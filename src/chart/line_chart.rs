//! Interactive Line Chart Widget
//! Draws a series as a connected line using egui_plot and lets the user drag
//! across the plot to highlight the nearest sample. The highlight is a
//! vertical rule, a marker, and a floating annotation with formatted values.

use crate::chart::scale;
use crate::model::LineChartPoint;
use egui::{Color32, FontId, Rect, Rounding, Stroke};
use egui_plot::{HPlacement, Line, Plot, PlotPoint, PlotPoints, PlotTransform, Points, VLine};

const CHART_HEIGHT: f32 = 260.0;
const LINE_WIDTH: f32 = 2.0;
const RULE_WIDTH: f32 = 1.0;
const MARKER_RADIUS: f32 = 4.0;
const LINE_COLOR: Color32 = Color32::from_rgb(52, 152, 219); // Blue

const ANNOTATION_FONT_SIZE: f32 = 12.0;
const ANNOTATION_PADDING: f32 = 4.0;
const ANNOTATION_LINE_SPACING: f32 = 4.0;
const ANNOTATION_ROUNDING: f32 = 6.0;
const ANNOTATION_BORDER_WIDTH: f32 = 0.5;
const ANNOTATION_GAP: f32 = 8.0; // clearance between marker and panel

/// A single line chart with drag-to-select sample highlighting.
///
/// The series is plotted at integer x positions in input order; the x-axis
/// shows the samples' x-keys as tick labels. `selected_x` is the x-key of the
/// highlighted sample and is only written by the drag handler (or dropped when
/// a data replacement removes the key).
pub struct LineChart {
    data: Vec<LineChartPoint>,
    selected_x: Option<String>,
    y_format: Box<dyn Fn(f64) -> String>,
    x_format: Box<dyn Fn(&str) -> String>,
    /// Whether releasing the drag clears the highlight. Off by default, which
    /// keeps the last selection visible after the gesture ends.
    pub clear_on_drag_end: bool,
    height: f32,
    id_salt: String,
}

impl LineChart {
    /// A chart over `data` with default formatters: y values stringified,
    /// x-keys shown as-is. Empty data renders an empty plot and never selects.
    pub fn new(data: Vec<LineChartPoint>) -> Self {
        Self {
            data,
            selected_x: None,
            y_format: Box::new(|y| y.to_string()),
            x_format: Box::new(|x| x.to_string()),
            clear_on_drag_end: false,
            height: CHART_HEIGHT,
            id_salt: "line_chart".to_string(),
        }
    }

    /// Formatter for the annotation's y line.
    pub fn y_format(mut self, format: impl Fn(f64) -> String + 'static) -> Self {
        self.y_format = Box::new(format);
        self
    }

    /// Formatter for the annotation's x line.
    pub fn x_format(mut self, format: impl Fn(&str) -> String + 'static) -> Self {
        self.x_format = Box::new(format);
        self
    }

    #[allow(dead_code)]
    pub fn height(mut self, height: f32) -> Self {
        self.height = height;
        self
    }

    /// Replace the series. A selection whose x-key is no longer present is
    /// dropped so the highlight can never point at a missing sample.
    #[allow(dead_code)]
    pub fn set_data(&mut self, data: Vec<LineChartPoint>) {
        self.data = data;
        if self
            .selected_x
            .as_deref()
            .is_some_and(|key| !self.data.iter().any(|p| p.x == key))
        {
            self.selected_x = None;
        }
    }

    /// The highlighted sample, if the current selection resolves.
    pub fn selected_point(&self) -> Option<&LineChartPoint> {
        self.selected().map(|(_, point)| point)
    }

    /// The annotation's two text lines for the current selection:
    /// formatted x over formatted y.
    pub fn annotation_lines(&self) -> Option<(String, String)> {
        let (_, point) = self.selected()?;
        Some(((self.x_format)(&point.x), (self.y_format)(point.y)))
    }

    /// Snap a plot-space x (as produced by the plot's pointer inversion) to
    /// the nearest sample and select it. A position outside the plottable
    /// band domain leaves the previous selection untouched.
    pub fn update_selection_from_pointer(&mut self, plot_x: f64) {
        if let Some(index) = scale::nearest_index(plot_x, self.data.len()) {
            self.selected_x = Some(self.data[index].x.clone());
        }
    }

    fn finish_drag(&mut self) {
        if self.clear_on_drag_end {
            self.selected_x = None;
        }
    }

    /// First sample matching the selected x-key, with its plot index.
    fn selected(&self) -> Option<(usize, &LineChartPoint)> {
        let key = self.selected_x.as_deref()?;
        self.data.iter().enumerate().find(|(_, p)| p.x == key)
    }

    /// Render the chart and process the drag gesture.
    pub fn show(&mut self, ui: &mut egui::Ui) -> egui::Response {
        // The host may have swapped the data since the last frame.
        if self
            .selected_x
            .as_deref()
            .is_some_and(|key| !self.data.iter().any(|p| p.x == key))
        {
            self.selected_x = None;
        }

        let labels: Vec<String> = self.data.iter().map(|p| p.x.clone()).collect();

        let response = Plot::new(self.id_salt.clone())
            .height(self.height)
            // Dragging drives selection, not panning.
            .allow_drag(false)
            .allow_zoom(false)
            .allow_scroll(false)
            .show_x(false)
            .show_y(false)
            .clamp_grid(true)
            .y_axis_position(HPlacement::Left)
            // Suppress the default numeric ticks in favor of the x-key labels.
            .x_axis_formatter(move |mark, _range| {
                let idx = mark.value.round() as usize;
                if mark.value >= 0.0 && mark.value.fract() == 0.0 && idx < labels.len() {
                    labels[idx].clone()
                } else {
                    String::new()
                }
            })
            .show(ui, |plot_ui| {
                let points: PlotPoints = self
                    .data
                    .iter()
                    .enumerate()
                    .map(|(i, p)| [i as f64, p.y])
                    .collect();
                plot_ui.line(Line::new(points).color(LINE_COLOR).width(LINE_WIDTH));

                if let Some((index, point)) = self.selected() {
                    plot_ui.vline(
                        VLine::new(index as f64)
                            .color(Color32::GRAY)
                            .width(RULE_WIDTH),
                    );
                    plot_ui.points(
                        Points::new(vec![[index as f64, point.y]])
                            .radius(MARKER_RADIUS)
                            .filled(true)
                            .color(LINE_COLOR),
                    );
                }

                // Plot-local pointer position, inverted back into data space.
                plot_ui.pointer_coordinate()
            });

        self.draw_annotation(ui, &response.transform);

        if response.response.drag_started() || response.response.dragged() {
            if let Some(coord) = response.inner {
                self.update_selection_from_pointer(coord.x);
            }
        }
        if response.response.drag_stopped() {
            self.finish_drag();
        }

        response.response
    }

    /// Paint the floating annotation panel above the highlighted marker.
    fn draw_annotation(&self, ui: &egui::Ui, transform: &PlotTransform) {
        let Some((index, point)) = self.selected() else {
            return;
        };
        let Some((x_text, y_text)) = self.annotation_lines() else {
            return;
        };

        let anchor = transform.position_from_point(&PlotPoint::new(index as f64, point.y));

        let painter = ui.painter();
        let font = FontId::proportional(ANNOTATION_FONT_SIZE);
        let text_color = ui.visuals().strong_text_color();
        let x_line = painter.layout_no_wrap(x_text, font.clone(), text_color);
        let y_line = painter.layout_no_wrap(y_text, font, text_color);

        let inner_width = x_line.size().x.max(y_line.size().x);
        let inner_height = x_line.size().y + ANNOTATION_LINE_SPACING + y_line.size().y;
        let panel = Rect::from_min_size(
            egui::pos2(
                anchor.x - inner_width / 2.0 - ANNOTATION_PADDING,
                anchor.y
                    - MARKER_RADIUS
                    - ANNOTATION_GAP
                    - inner_height
                    - 2.0 * ANNOTATION_PADDING,
            ),
            egui::vec2(
                inner_width + 2.0 * ANNOTATION_PADDING,
                inner_height + 2.0 * ANNOTATION_PADDING,
            ),
        );

        painter.rect(
            panel,
            Rounding::same(ANNOTATION_ROUNDING),
            Color32::from_rgb(120, 120, 120).gamma_multiply(0.4),
            Stroke::new(ANNOTATION_BORDER_WIDTH, Color32::WHITE.gamma_multiply(0.3)),
        );

        let text_origin = panel.min + egui::vec2(ANNOTATION_PADDING, ANNOTATION_PADDING);
        let second_line = text_origin + egui::vec2(0.0, x_line.size().y + ANNOTATION_LINE_SPACING);
        painter.galley(text_origin, x_line, text_color);
        painter.galley(second_line, y_line, text_color);
    }
}

#[cfg(test)]
mod tests {
    use super::*;

    fn demo_series() -> Vec<LineChartPoint> {
        vec![
            LineChartPoint::new("1730419200", 10.0),
            LineChartPoint::new("1730505600", 9.0),
            LineChartPoint::new("1730592000", 6.0),
            LineChartPoint::new("1730678400", 8.0),
        ]
    }

    #[test]
    fn selection_starts_empty() {
        let chart = LineChart::new(demo_series());
        assert_eq!(chart.selected_x, None);
        assert!(chart.selected_point().is_none());
        assert!(chart.annotation_lines().is_none());
    }

    #[test]
    fn pointer_hit_selects_nearest_sample() {
        let mut chart = LineChart::new(demo_series());
        chart.update_selection_from_pointer(2.2);
        assert_eq!(chart.selected_x.as_deref(), Some("1730592000"));
        assert_eq!(chart.selected_point().map(|p| p.y), Some(6.0));
    }

    #[test]
    fn second_hit_replaces_the_selection() {
        let mut chart = LineChart::new(demo_series());
        chart.update_selection_from_pointer(2.2);
        chart.update_selection_from_pointer(0.9);
        assert_eq!(chart.selected_x.as_deref(), Some("1730505600"));
    }

    #[test]
    fn miss_leaves_selection_unchanged() {
        let mut chart = LineChart::new(demo_series());
        chart.update_selection_from_pointer(9.0);
        assert_eq!(chart.selected_x, None);

        chart.update_selection_from_pointer(2.0);
        chart.update_selection_from_pointer(-3.0);
        assert_eq!(chart.selected_x.as_deref(), Some("1730592000"));
    }

    #[test]
    fn empty_series_never_selects() {
        let mut chart = LineChart::new(Vec::new());
        chart.update_selection_from_pointer(0.0);
        assert_eq!(chart.selected_x, None);
    }

    #[test]
    fn drag_end_retains_selection_by_default() {
        let mut chart = LineChart::new(demo_series());
        chart.update_selection_from_pointer(1.0);
        chart.finish_drag();
        assert_eq!(chart.selected_x.as_deref(), Some("1730505600"));
    }

    #[test]
    fn drag_end_clears_selection_when_opted_in() {
        let mut chart = LineChart::new(demo_series());
        chart.clear_on_drag_end = true;
        chart.update_selection_from_pointer(1.0);
        chart.finish_drag();
        assert_eq!(chart.selected_x, None);
    }

    #[test]
    fn replacing_data_drops_a_stale_selection() {
        let mut chart = LineChart::new(demo_series());
        chart.update_selection_from_pointer(2.0);

        chart.set_data(vec![
            LineChartPoint::new("1730764800", 7.0),
            LineChartPoint::new("1730851200", 5.0),
        ]);
        assert_eq!(chart.selected_x, None);
    }

    #[test]
    fn replacing_data_keeps_a_surviving_selection() {
        let mut chart = LineChart::new(demo_series());
        chart.update_selection_from_pointer(2.0);

        chart.set_data(vec![
            LineChartPoint::new("1730592000", 6.5),
            LineChartPoint::new("1730678400", 8.0),
        ]);
        assert_eq!(chart.selected_x.as_deref(), Some("1730592000"));
        assert_eq!(chart.selected_point().map(|p| p.y), Some(6.5));
    }

    #[test]
    fn annotation_formats_the_selected_sample() {
        let mut chart = LineChart::new(demo_series())
            .x_format(|x| format!("day {x}"))
            .y_format(|y| format!("speed {y} kn"));
        chart.update_selection_from_pointer(2.0);

        assert_eq!(
            chart.annotation_lines(),
            Some(("day 1730592000".to_string(), "speed 6 kn".to_string()))
        );
    }
}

---+---

TASK ITEM:
Reproduce the entries exactly, starting at their first line and stopping after the line with "highlight is a".

ANSWER SECTION:
filename src/chart/line_chart.rs
//! Interactive Line Chart Widget
//! Draws a series as a connected line using egui_plot and lets the user drag
//! across the plot to highlight the nearest sample. The highlight is a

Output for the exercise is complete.